Myocardial infarction is high, beware of seven distress signals

Summer is the season for high incidence of myocardial infarction. In this issue of " Hundred Years Union Lecture Hall ", the Chief Physician of Fuwai Hospital of the Chinese Academy of Medical Sciences will invite Liang Yan, deputy director of the emergency department, to popularize science about acute myocardial infarction and solve you all at once. All questions and confusions.

7 "alarm signs" of myocardial infarction

Be aware of the signs of myocardial infarction! 55% of people will show clues 1-2 weeks before the onset of the disease. Many fatal diseases are hidden in some unremarkable symptoms. Learning to recognize the aura symptoms of myocardial infarction is an important step to save lives.

1. Increased severity of angina

People who have had coronary heart disease before the onset of myocardial infarction will increase the frequency of angina pectoris. The amount of activity that induces angina pectoris will lower the threshold, and even angina pectoris will appear at rest or at night. This indicates that the plaque is unstable. Be wary of myocardial infarction and go to the hospital as soon as possible. If the treatment is not done in time, it is possible to cause myocardial infarction at any time because the plaque ruptures and forms a thrombus. People who have never had coronary heart disease should pay special attention to the first episode of angina.


2. Other pain

Some patients may present with atypical chest pain, which is mostly found in people with advanced age, diabetic patients, women, cognitive decline, etc., or shoulder pain, back pain, upper abdominal pain, toothache, etc., which need to be combined with the patient’s past Judging the condition of the disease and distinguishing it from angina.

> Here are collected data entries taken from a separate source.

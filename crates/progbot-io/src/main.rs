use std::path::PathBuf;
use std::process;
use std::time::Duration;

use anyhow::{Context, Result, bail};

use progbot_io::{
    PeripheralSupervisor, ProcessRegistry, ScanHit, SerialLink, StationConfig, SupervisorConfig,
    SyntheticDriver, logging, worker,
};

const USAGE: &str = "\
Usage: progbot <command> [options]

Commands:
  worker                 Run the peripheral worker on stdin/stdout (spawned by the supervisor)
  send <line>            Send one line over the serial link and print the response
  scan                   Start a camera worker, scan once, print the hit as JSON

Options:
  --config <file>        Station config (JSON) [default: PROGBOT_* environment]
  --port <path>          Serial port (send)
  --baud <rate>          Baud rate (send)
  --timeout <secs>       Exchange timeout, split across retries (send)
  --retries <n>          Attempts (send) or frames to try (scan)";

#[derive(Debug, Default)]
struct Options {
    config: Option<PathBuf>,
    port: Option<String>,
    baud: Option<u32>,
    timeout: Option<f64>,
    retries: Option<u32>,
}

#[derive(Debug)]
enum Invocation {
    Worker,
    Send { options: Options, line: String },
    Scan { options: Options },
}

fn main() {
    let args: Vec<String> = std::env::args().collect();

    let invocation = match parse_args(&args) {
        Ok(v) => v,
        Err(msg) => {
            if !msg.is_empty() {
                eprintln!("error: {msg}");
                eprintln!();
            }
            eprintln!("{USAGE}");
            process::exit(2);
        }
    };

    let code = match invocation {
        Invocation::Worker => run_worker(),
        Invocation::Send { options, line } => report(run_send(options, &line)),
        Invocation::Scan { options } => report(run_scan(options)),
    };
    process::exit(code);
}

fn report(result: Result<()>) -> i32 {
    match result {
        Ok(()) => 0,
        Err(e) => {
            eprintln!("error: {e:#}");
            1
        }
    }
}

fn parse_args(args: &[String]) -> Result<Invocation, String> {
    let command = args.get(1).ok_or("missing command")?;
    let mut options = Options::default();
    let mut positional: Vec<String> = Vec::new();

    let mut i = 2;
    while i < args.len() {
        let flag = args[i].as_str();
        match flag {
            "--config" | "--port" | "--baud" | "--timeout" | "--retries" => {
                i += 1;
                let value = args
                    .get(i)
                    .ok_or_else(|| format!("{flag} requires a value"))?;
                match flag {
                    "--config" => options.config = Some(PathBuf::from(value)),
                    "--port" => options.port = Some(value.clone()),
                    "--baud" => options.baud = Some(parse_number(flag, value)?),
                    "--timeout" => options.timeout = Some(parse_number(flag, value)?),
                    _ => options.retries = Some(parse_number(flag, value)?),
                }
            }
            "--help" | "-h" => return Err(String::new()),
            arg if arg.starts_with("--") => return Err(format!("unknown flag: {arg}")),
            arg => positional.push(arg.to_string()),
        }
        i += 1;
    }

    match command.as_str() {
        "worker" => Ok(Invocation::Worker),
        "send" => {
            if positional.is_empty() {
                return Err("missing required argument: <line>".to_string());
            }
            Ok(Invocation::Send {
                options,
                line: positional.join(" "),
            })
        }
        "scan" => match positional.first() {
            Some(arg) => Err(format!("unexpected argument: {arg}")),
            None => Ok(Invocation::Scan { options }),
        },
        "--help" | "-h" => Err(String::new()),
        other => Err(format!("unknown command: {other}")),
    }
}

fn parse_number<T: std::str::FromStr>(flag: &str, value: &str) -> Result<T, String> {
    value
        .parse()
        .map_err(|_| format!("invalid value for {flag}: {value}"))
}

fn load_config(options: &Options) -> Result<StationConfig> {
    let mut config = match &options.config {
        Some(path) => StationConfig::from_json_file(path)?,
        None => StationConfig::from_env()?,
    };
    if let Some(port) = &options.port {
        config = config.with_port(port.clone());
    }
    if let Some(baud) = options.baud {
        config = config.with_baud(baud);
    }
    if let Some(secs) = options.timeout {
        let Ok(timeout) = Duration::try_from_secs_f64(secs) else {
            bail!("--timeout must be a non-negative number of seconds, got {secs}");
        };
        config = config.with_serial_timeout(timeout);
    }
    Ok(config)
}

fn runtime() -> Result<tokio::runtime::Runtime> {
    tokio::runtime::Builder::new_multi_thread()
        .enable_all()
        .build()
        .context("failed to build tokio runtime")
}

fn run_worker() -> i32 {
    let logs = logging::init_worker_tracing();

    let rt = match runtime() {
        Ok(rt) => rt,
        Err(e) => {
            eprintln!("error: {e:#}");
            return 1;
        }
    };
    let result = rt.block_on(worker::run_stdio_worker(SyntheticDriver::from_env, Some(logs)));
    // stdin is read on a blocking thread that never returns on its own.
    rt.shutdown_background();

    match result {
        Ok(exit) => exit.code(),
        Err(e) => {
            eprintln!("worker error: {e}");
            1
        }
    }
}

fn run_send(options: Options, line: &str) -> Result<()> {
    logging::init_tracing();
    let config = load_config(&options)?;
    let retries = options.retries.unwrap_or(config.serial.retries);

    runtime()?.block_on(async {
        let mut link = SerialLink::new(config.serial.port.clone(), config.serial.baud);
        link.connect()?;
        let response = link
            .send_command(line, config.serial.timeout(), retries)
            .await;
        link.disconnect().await;
        println!("{}", response?);
        Ok::<(), anyhow::Error>(())
    })
}

fn run_scan(options: Options) -> Result<()> {
    logging::init_tracing();
    let config = load_config(&options)?;
    let retries = options.retries.unwrap_or(config.camera.scan_retries);

    let registry = ProcessRegistry::new();
    let _exit_guard = registry.exit_guard();

    runtime()?.block_on(async {
        let supervisor_config = SupervisorConfig::new()
            .with_command_timeout(config.camera.command_timeout())
            .with_enqueue_timeout(config.camera.enqueue_timeout());
        let mut supervisor = PeripheralSupervisor::new(supervisor_config, registry.clone());
        supervisor.start().await?;

        let outcome: Result<ScanHit> = async {
            let driver_kind = supervisor
                .init_driver(config.camera.driver_mode())
                .await
                .context("camera init failed")?;
            tracing::info!(%driver_kind, "Camera ready");
            supervisor
                .scan(Some(retries))
                .await
                .context("no symbol found")
        }
        .await;

        supervisor.shutdown().await;
        let hit = outcome?;
        println!("{}", serde_json::to_string(&hit)?);
        Ok::<(), anyhow::Error>(())
    })
}

#[cfg(test)]
mod tests {
    use super::*;

    fn args(list: &[&str]) -> Vec<String> {
        std::iter::once("progbot")
            .chain(list.iter().copied())
            .map(String::from)
            .collect()
    }

    #[test]
    fn parses_send_with_options() {
        let parsed = parse_args(&args(&[
            "send", "--port", "/dev/ttyUSB0", "--retries", "3", "G28", "X",
        ]))
        .unwrap();
        match parsed {
            Invocation::Send { options, line } => {
                assert_eq!(options.port.as_deref(), Some("/dev/ttyUSB0"));
                assert_eq!(options.retries, Some(3));
                assert_eq!(line, "G28 X");
            }
            other => panic!("unexpected: {:?}", other),
        }
    }

    #[test]
    fn send_requires_line() {
        let err = parse_args(&args(&["send"])).unwrap_err();
        assert!(err.contains("<line>"));
    }

    #[test]
    fn rejects_bad_number() {
        let err = parse_args(&args(&["scan", "--retries", "many"])).unwrap_err();
        assert_eq!(err, "invalid value for --retries: many");
    }

    #[test]
    fn oversized_timeout_is_an_error() {
        let options = Options {
            timeout: Some(1e300),
            ..Default::default()
        };
        let err = load_config(&options).unwrap_err();
        assert!(err.to_string().contains("--timeout"), "{err:#}");
    }

    #[test]
    fn parses_worker() {
        assert!(matches!(
            parse_args(&args(&["worker"])).unwrap(),
            Invocation::Worker
        ));
    }
}
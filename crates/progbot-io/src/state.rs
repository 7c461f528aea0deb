//! Lifecycle state of the peripheral worker.

use serde::{Deserialize, Serialize};

/// Worker lifecycle. Transitions are strictly
/// `Stopped -> Starting -> Running -> Stopping -> Stopped`.
#[derive(Debug, Clone, Copy, Default, PartialEq, Eq, Serialize, Deserialize)]
#[serde(rename_all = "SCREAMING_SNAKE_CASE")]
pub enum WorkerState {
    /// No worker process (initial state, and after every `stop()`)
    #[default]
    Stopped,
    /// Spawning the worker process
    Starting,
    /// Worker spawned and registered
    Running,
    /// Escalation ladder in progress
    Stopping,
}

impl WorkerState {
    pub fn as_str(&self) -> &'static str {
        match self {
            Self::Stopped => "stopped",
            Self::Starting => "starting",
            Self::Running => "running",
            Self::Stopping => "stopping",
        }
    }
}

impl std::fmt::Display for WorkerState {
    fn fmt(&self, f: &mut std::fmt::Formatter<'_>) -> std::fmt::Result {
        f.write_str(self.as_str())
    }
}
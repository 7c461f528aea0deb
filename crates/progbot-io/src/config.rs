//! Station configuration consumed by the serial link and the camera supervisor.
//!
//! Loaded from a JSON file (settings persistence lives outside this crate) or
//! from `PROGBOT_*` environment variables. Missing fields take defaults.

use std::path::Path;
use std::time::Duration;

use serde::{Deserialize, Serialize};

use crate::bridge::protocol::{DEFAULT_SCAN_RETRIES, DriverMode};

#[derive(Debug, thiserror::Error)]
pub enum ConfigError {
    #[error("failed to read {path}: {source}")]
    Read {
        path: String,
        #[source]
        source: std::io::Error,
    },

    #[error("invalid config in {path}: {source}")]
    Parse {
        path: String,
        #[source]
        source: serde_json::Error,
    },

    #[error("invalid value for {key}: {value:?}")]
    InvalidValue { key: &'static str, value: String },
}

#[derive(Debug, Clone, PartialEq, Serialize, Deserialize)]
#[serde(default)]
pub struct SerialConfig {
    pub port: String,
    pub baud: u32,
    /// Total time budget for one exchange, split across retries.
    pub timeout_secs: f64,
    pub retries: u32,
}

impl Default for SerialConfig {
    fn default() -> Self {
        Self {
            port: "/dev/ttyACM0".to_string(),
            baud: 115_200,
            timeout_secs: 5.0,
            retries: 1,
        }
    }
}

impl SerialConfig {
    pub fn timeout(&self) -> Duration {
        secs_to_duration(self.timeout_secs)
    }
}

#[derive(Debug, Clone, PartialEq, Serialize, Deserialize)]
#[serde(default)]
pub struct CameraConfig {
    /// Use the board camera driver instead of a generic capture device.
    pub use_primary_driver: bool,
    pub driver_index: u32,
    pub command_timeout_secs: f64,
    pub enqueue_timeout_secs: f64,
    pub scan_retries: u32,
}

impl Default for CameraConfig {
    fn default() -> Self {
        Self {
            use_primary_driver: true,
            driver_index: 0,
            command_timeout_secs: 10.0,
            enqueue_timeout_secs: 1.0,
            scan_retries: DEFAULT_SCAN_RETRIES,
        }
    }
}

impl CameraConfig {
    pub fn driver_mode(&self) -> DriverMode {
        if self.use_primary_driver {
            DriverMode::Primary
        } else {
            DriverMode::Device {
                index: self.driver_index,
            }
        }
    }

    pub fn command_timeout(&self) -> Duration {
        secs_to_duration(self.command_timeout_secs)
    }

    pub fn enqueue_timeout(&self) -> Duration {
        secs_to_duration(self.enqueue_timeout_secs)
    }
}

#[derive(Debug, Clone, Default, PartialEq, Serialize, Deserialize)]
#[serde(default)]
pub struct StationConfig {
    pub serial: SerialConfig,
    pub camera: CameraConfig,
}

impl StationConfig {
    pub fn new() -> Self {
        Self::default()
    }

    pub fn with_port(mut self, port: impl Into<String>) -> Self {
        self.serial.port = port.into();
        self
    }

    pub fn with_baud(mut self, baud: u32) -> Self {
        self.serial.baud = baud;
        self
    }

    pub fn with_serial_timeout(mut self, timeout: Duration) -> Self {
        self.serial.timeout_secs = timeout.as_secs_f64();
        self
    }

    pub fn with_serial_retries(mut self, retries: u32) -> Self {
        self.serial.retries = retries;
        self
    }

    pub fn with_driver_mode(mut self, mode: DriverMode) -> Self {
        match mode {
            DriverMode::Primary => self.camera.use_primary_driver = true,
            DriverMode::Device { index } => {
                self.camera.use_primary_driver = false;
                self.camera.driver_index = index;
            }
        }
        self
    }

    pub fn with_scan_retries(mut self, retries: u32) -> Self {
        self.camera.scan_retries = retries;
        self
    }

    pub fn from_json_file(path: impl AsRef<Path>) -> Result<Self, ConfigError> {
        let path = path.as_ref();
        let raw = std::fs::read_to_string(path).map_err(|source| ConfigError::Read {
            path: path.display().to_string(),
            source,
        })?;
        let config: Self = serde_json::from_str(&raw).map_err(|source| ConfigError::Parse {
            path: path.display().to_string(),
            source,
        })?;
        config.validate()?;
        Ok(config)
    }

    /// Reject timeouts that are negative, NaN or too large for a `Duration`.
    pub fn validate(&self) -> Result<(), ConfigError> {
        check_secs("serial.timeout_secs", self.serial.timeout_secs)?;
        check_secs("camera.command_timeout_secs", self.camera.command_timeout_secs)?;
        check_secs("camera.enqueue_timeout_secs", self.camera.enqueue_timeout_secs)?;
        Ok(())
    }

    /// Defaults overridden by `PROGBOT_*` environment variables.
    pub fn from_env() -> Result<Self, ConfigError> {
        Self::from_lookup(|key| std::env::var(key).ok())
    }

    pub fn from_lookup(lookup: impl Fn(&str) -> Option<String>) -> Result<Self, ConfigError> {
        let mut config = Self::default();

        if let Some(port) = lookup("PROGBOT_SERIAL_PORT") {
            config.serial.port = port;
        }
        if let Some(baud) = parse_var(&lookup, "PROGBOT_SERIAL_BAUD")? {
            config.serial.baud = baud;
        }
        if let Some(secs) = parse_secs(&lookup, "PROGBOT_SERIAL_TIMEOUT")? {
            config.serial.timeout_secs = secs;
        }
        if let Some(retries) = parse_var(&lookup, "PROGBOT_SERIAL_RETRIES")? {
            config.serial.retries = retries;
        }
        if let Some(raw) = lookup("PROGBOT_USE_PRIMARY_DRIVER") {
            config.camera.use_primary_driver = parse_bool("PROGBOT_USE_PRIMARY_DRIVER", &raw)?;
        }
        if let Some(index) = parse_var(&lookup, "PROGBOT_DRIVER_INDEX")? {
            config.camera.driver_index = index;
        }
        if let Some(secs) = parse_secs(&lookup, "PROGBOT_COMMAND_TIMEOUT")? {
            config.camera.command_timeout_secs = secs;
        }
        if let Some(secs) = parse_secs(&lookup, "PROGBOT_ENQUEUE_TIMEOUT")? {
            config.camera.enqueue_timeout_secs = secs;
        }
        if let Some(retries) = parse_var(&lookup, "PROGBOT_SCAN_RETRIES")? {
            config.camera.scan_retries = retries;
        }

        Ok(config)
    }
}

fn parse_var<T: std::str::FromStr>(
    lookup: &impl Fn(&str) -> Option<String>,
    key: &'static str,
) -> Result<Option<T>, ConfigError> {
    match lookup(key) {
        None => Ok(None),
        Some(value) => value
            .trim()
            .parse()
            .map(Some)
            .map_err(|_| ConfigError::InvalidValue { key, value }),
    }
}

fn parse_secs(
    lookup: &impl Fn(&str) -> Option<String>,
    key: &'static str,
) -> Result<Option<f64>, ConfigError> {
    match parse_var::<f64>(lookup, key)? {
        None => Ok(None),
        Some(secs) => check_secs(key, secs).map(Some),
    }
}

fn check_secs(key: &'static str, secs: f64) -> Result<f64, ConfigError> {
    Duration::try_from_secs_f64(secs)
        .map(|_| secs)
        .map_err(|_| ConfigError::InvalidValue {
            key,
            value: secs.to_string(),
        })
}

/// Saturating conversion for values set directly on the public fields.
fn secs_to_duration(secs: f64) -> Duration {
    Duration::try_from_secs_f64(secs).unwrap_or(if secs > 0.0 {
        Duration::MAX
    } else {
        Duration::ZERO
    })
}

fn parse_bool(key: &'static str, value: &str) -> Result<bool, ConfigError> {
    match value.trim().to_ascii_lowercase().as_str() {
        "1" | "true" | "yes" | "on" => Ok(true),
        "0" | "false" | "no" | "off" => Ok(false),
        _ => Err(ConfigError::InvalidValue {
            key,
            value: value.to_string(),
        }),
    }
}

(1) Stomach pain or upper abdominal pain

Patients who are obese, suffer from three highs and do not usually have upper abdominal discomfort, should be highly vigilant if they have stomach pain. Coronary heart disease, angina pectoris, or acute myocardial infarction sometimes manifests as a burning sensation in the stomach.

(2) Toothache

Usually about 3 minutes will pass, if it is periodontitis, it will not be so short. Toothache when tired, toothache when angry, or toothache worsens after fatigue or excitement, all may be a sign of myocardial infarction. May recur within 1 week. This kind of pain often involves multiple teeth, and can be accompanied by cold sweats, shoulder pain, etc. It is more common in women. Toothache, especially for high-risk groups, must first rule out myocardial ischemia.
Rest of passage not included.